Fandom: CSI: New York

Word Count: 784


Is redemption truly possible?


Someone cut me off while I was changing lanes in traffic the other day on the way to a crime scene, and for a brief illustrious moment I did think fancifully evil things about them. It only lasted for a second, though, only a second or two of barely simmering rage. Then, like so many other situations in life, the anger subsided into reasonable disbelief that someone sandwiched in peak hour traffic could be that rude. It is hard to believe, yes it is, that when there were obviously, hundreds of other commuters trying to get to this destination, in such and such a direction, and so forth, that one man or woman could put themselves before numerous others. It happens, I suppose, oh yes, how I know that rage can override a person and make them see nothing else. I am very experienced in dealing with the results of rage as the result of my job. Rage and violence, and much much else that is wrong with the present day world, I get all of it on my morgue table in the bodies of dead children, of adults, of people who could have or did have, promising lives ahead of them.

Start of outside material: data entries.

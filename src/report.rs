//! Flat JSON report for a finished batch, one row per work item.

use crate::batch::{BatchOutcome, BatchSummary, ItemResult};
use crate::classify::WorkType;
use anyhow::{Context, Result};
use chrono::Utc;
use serde::Serialize;
use std::fs;
use std::path::Path;

#[derive(Debug, Clone, PartialEq, Serialize)]
pub struct ReportRow {
    pub item_id: String,
    pub status: &'static str,
    pub cached: bool,
    pub work_type: Option<WorkType>,
    pub complexity_score: Option<u8>,
    pub risk_score: Option<u8>,
    pub clarity_score: Option<u8>,
    pub impact_score: Option<f64>,
    pub summary: Option<String>,
    pub error_reason: Option<String>,
    pub error_message: Option<String>,
}

impl From<&ItemResult> for ReportRow {
    fn from(item: &ItemResult) -> Self {
        match item {
            ItemResult::Success {
                item_id,
                result,
                cached,
            } => Self {
                item_id: item_id.clone(),
                status: "success",
                cached: *cached,
                work_type: Some(result.work_type),
                complexity_score: Some(result.complexity_score),
                risk_score: Some(result.risk_score),
                clarity_score: Some(result.clarity_score),
                impact_score: Some(result.impact_score()),
                summary: Some(result.summary.clone()),
                error_reason: None,
                error_message: None,
            },
            ItemResult::Error(err) => Self {
                item_id: err.item_id.clone(),
                status: "error",
                cached: false,
                work_type: None,
                complexity_score: None,
                risk_score: None,
                clarity_score: None,
                impact_score: None,
                summary: None,
                error_reason: Some(err.reason.to_string()),
                error_message: (!err.message.is_empty()).then(|| err.message.clone()),
            },
        }
    }
}

#[derive(Debug, Clone, Serialize)]
pub struct BatchReport {
    pub run_id: String,
    pub step: String,
    pub generated_at: String,
    pub resumed_from_checkpoint: bool,
    pub summary: BatchSummary,
    /// Mean impact over successful items.
    pub average_impact: Option<f64>,
    pub rows: Vec<ReportRow>,
}

impl BatchReport {
    pub fn from_outcome(outcome: &BatchOutcome) -> Self {
        let rows: Vec<ReportRow> = outcome.results.iter().map(ReportRow::from).collect();
        let impacts: Vec<f64> = rows.iter().filter_map(|row| row.impact_score).collect();
        let average_impact = (!impacts.is_empty()).then(|| {
            let mean = impacts.iter().sum::<f64>() / impacts.len() as f64;
            (mean * 100.0).round() / 100.0
        });

        Self {
            run_id: outcome.run_id.clone(),
            step: outcome.step.clone(),
            generated_at: Utc::now().to_rfc3339(),
            resumed_from_checkpoint: outcome.resumed_from_checkpoint,
            summary: outcome.summary,
            average_impact,
            rows,
        }
    }

    pub fn write_to(&self, path: &Path) -> Result<()> {
        if let Some(parent) = path.parent().filter(|p| !p.as_os_str().is_empty()) {
            fs::create_dir_all(parent)
                .with_context(|| format!("Failed to create report directory {}", parent.display()))?;
        }
        let json = serde_json::to_string_pretty(self).context("Failed to serialize report")?;
        fs::write(path, json)
            .with_context(|| format!("Failed to write report {}", path.display()))?;
        tracing::info!(path = %path.display(), rows = self.rows.len(), "report written");
        Ok(())
    }
}
//! Memory pressure detection and relief.

pub mod monitor;
pub mod stats;

pub use monitor::{
    CleanupId, CleanupReport, MemoryCheck, MemoryMonitorStats, MemoryPressureMonitor,
    MonitorHandle, PressureLevel,
};
pub use stats::{FallbackSource, MemoryStats, MemoryStatsSource, ProcMeminfoSource, SysinfoSource};
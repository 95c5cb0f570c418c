use clap::{Parser, Subcommand};
use std::path::PathBuf;

/// `prlens` - Resilient AI classification for GitHub pull requests.
#[derive(Parser, Debug)]
#[command(name = "prlens")]
#[command(author = "theonlyhennygod")]
#[command(version = "0.1.0")]
#[command(about = "Classify pull requests through a resilient AI pipeline.", long_about = None)]
pub struct Cli {
    /// Config file (default: ~/.prlens/config.toml, created on first run)
    #[arg(long, global = true)]
    pub config: Option<PathBuf>,

    /// Log at debug level regardless of `log_level`
    #[arg(short, long, global = true)]
    pub verbose: bool,

    #[command(subcommand)]
    pub command: Commands,
}

#[derive(Subcommand, Debug)]
pub enum Commands {
    /// Classify a JSON array of pull-request records
    Classify {
        /// Input file holding the pull-request records
        #[arg(short, long)]
        input: PathBuf,

        /// Step name used for checkpointing and resume
        #[arg(short, long, default_value = "prs")]
        step: String,

        /// Ignore any existing checkpoint for the step
        #[arg(long)]
        force: bool,

        /// Worker pool size (capped by batch.hard_max_concurrency)
        #[arg(short, long)]
        concurrency: Option<usize>,

        /// Write a flat JSON report to this path
        #[arg(short, long)]
        report: Option<PathBuf>,
    },

    /// Show breaker, limiter, cache and memory health
    Health {
        /// Print the full report as JSON
        #[arg(long)]
        json: bool,
    },

    /// Inspect or prune batch checkpoints
    Checkpoints {
        #[command(subcommand)]
        checkpoint_command: CheckpointCommands,
    },
}

/// Checkpoint subcommands
#[derive(Subcommand, Debug, Clone, PartialEq, Eq)]
pub enum CheckpointCommands {
    /// List checkpoints, newest last
    List {
        /// Only this step
        #[arg(long)]
        step: Option<String>,
    },
    /// Delete all but the most recent checkpoints
    Prune {
        /// Only this step (default: every step)
        #[arg(long)]
        step: Option<String>,

        /// Checkpoints to keep per step (default: checkpoints.keep)
        #[arg(long)]
        keep: Option<usize>,
    },
}
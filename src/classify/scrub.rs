use std::borrow::Cow;

const MAX_API_ERROR_CHARS: usize = 200;
const REDACTED: &str = "[REDACTED]";

const SECRET_MARKERS: [&str; 12] = [
    "sk-",
    "ghp_",
    "github_pat_",
    "gho_",
    "ghs_",
    "eyJ",
    "Bearer ",
    "bearer ",
    "api_key=",
    "access_token=",
    "\"api_key\":\"",
    "\"access_token\":\"",
];

fn is_secret_char(c: char) -> bool {
    c.is_ascii_alphanumeric() || matches!(c, '-' | '_' | '.' | ':' | '+' | '/' | '=')
}

fn token_end(input: &str, from: usize) -> usize {
    let mut end = from;
    for (i, c) in input[from..].char_indices() {
        if is_secret_char(c) {
            end = from + i + c.len_utf8();
        } else {
            break;
        }
    }
    end
}

fn scrub_after_marker(scrubbed: &mut String, marker: &str) {
    let mut search_from = 0;
    while let Some(rel) = scrubbed[search_from..].find(marker) {
        let start = search_from + rel;
        let content_start = start + marker.len();
        let end = token_end(scrubbed, content_start);

        // Bare marker without a token value.
        if end == content_start {
            search_from = content_start;
            continue;
        }

        scrubbed.replace_range(start..end, REDACTED);
        search_from = start + REDACTED.len();
    }
}

fn scrub_secret_patterns(input: &str) -> Cow<'_, str> {
    if !SECRET_MARKERS.iter().any(|marker| input.contains(marker)) {
        return Cow::Borrowed(input);
    }
    let mut scrubbed = input.to_string();
    for marker in SECRET_MARKERS {
        scrub_after_marker(&mut scrubbed, marker);
    }
    Cow::Owned(scrubbed)
}

/// Redacts credentials from an upstream error body and bounds its length.
pub fn sanitize_api_error(input: &str) -> String {
    let scrubbed = scrub_secret_patterns(input);

    if scrubbed.chars().count() <= MAX_API_ERROR_CHARS {
        return scrubbed.into_owned();
    }

    let scrubbed = scrubbed.as_ref();
    let mut end = MAX_API_ERROR_CHARS;
    while end > 0 && !scrubbed.is_char_boundary(end) {
        end -= 1;
    }

    format!("{}...", &scrubbed[..end])
}

#[cfg(test)]
mod tests {
    use super::*;

    #[test]
    fn redacts_keys_and_tokens() {
        let out = sanitize_api_error("bad key sk-abc123 and api_key=xyz789 here");
        assert!(!out.contains("abc123"));
        assert!(!out.contains("xyz789"));
        assert_eq!(out.matches(REDACTED).count(), 2);
    }

    #[test]
    fn leaves_clean_text_alone() {
        assert_eq!(sanitize_api_error("upstream overloaded"), "upstream overloaded");
    }

    #[test]
    fn bare_marker_is_kept() {
        assert_eq!(sanitize_api_error("prefix sk- only"), "prefix sk- only");
    }

    #[test]
    fn truncates_long_bodies_on_char_boundary() {
        let long = "é".repeat(300);
        let out = sanitize_api_error(&long);
        assert!(out.ends_with("..."));
        assert!(out.chars().count() <= MAX_API_ERROR_CHARS + 3);
    }
}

Forgiveness, though, I am talking about forgiveness, as well as atonement, glorious somewhat quasi archaic words they might be to some people. To forgive is to pardon the transgressions of someone else that may have angered or upset you in some way. To atone, then, is that act of apology, of reconciliation, that serves to try and deserve the forgiveness of another person, in the first place. Therefore, if I am redeemed, then I have atoned and been forgiven, and if I am in need of redemption, I have not been forgiven, and may have not yet atoned for any of the sins or anger bringing actions I have committed. It is a curious concept, I am aware, entailing of the immense bravura with which humanity carries itself with. If we commit a wrong, we expect that if we follow a coded set of rules, movements and spoken words, that we will get forgiven, nay, that if we do this little dance then we may even deserve to be forgiven, whether it was an unforgiveable act, or not.

This kind of thinking is where I run into some issues with the idea of redemption. I am a man who has religion yes, not as strong as some others, but I am still known to attend church and frequent graveyards, to visit graves of my dead loved ones, of course. I pray, I take communion, I make cakes for cake stalls, I am a small part of a religious community with inhabitants who are inevitably, far more passionate and devoted to Christianity than I am. Looking at Christianity, we get the idea of sin and of forgiveness, even atonement. We sin, we atone via prayer, bread, wine, and we are forgiven by a person in power, of all our past sins and awful transgressions. Then the next week, we go back and do it all over again. It is not that I mind, so much the idea that the church can absolve everyone of everything bad they have ever done, without that person truly having learnt the meaning of what it is to say sorry, to atone and mean it in absolute.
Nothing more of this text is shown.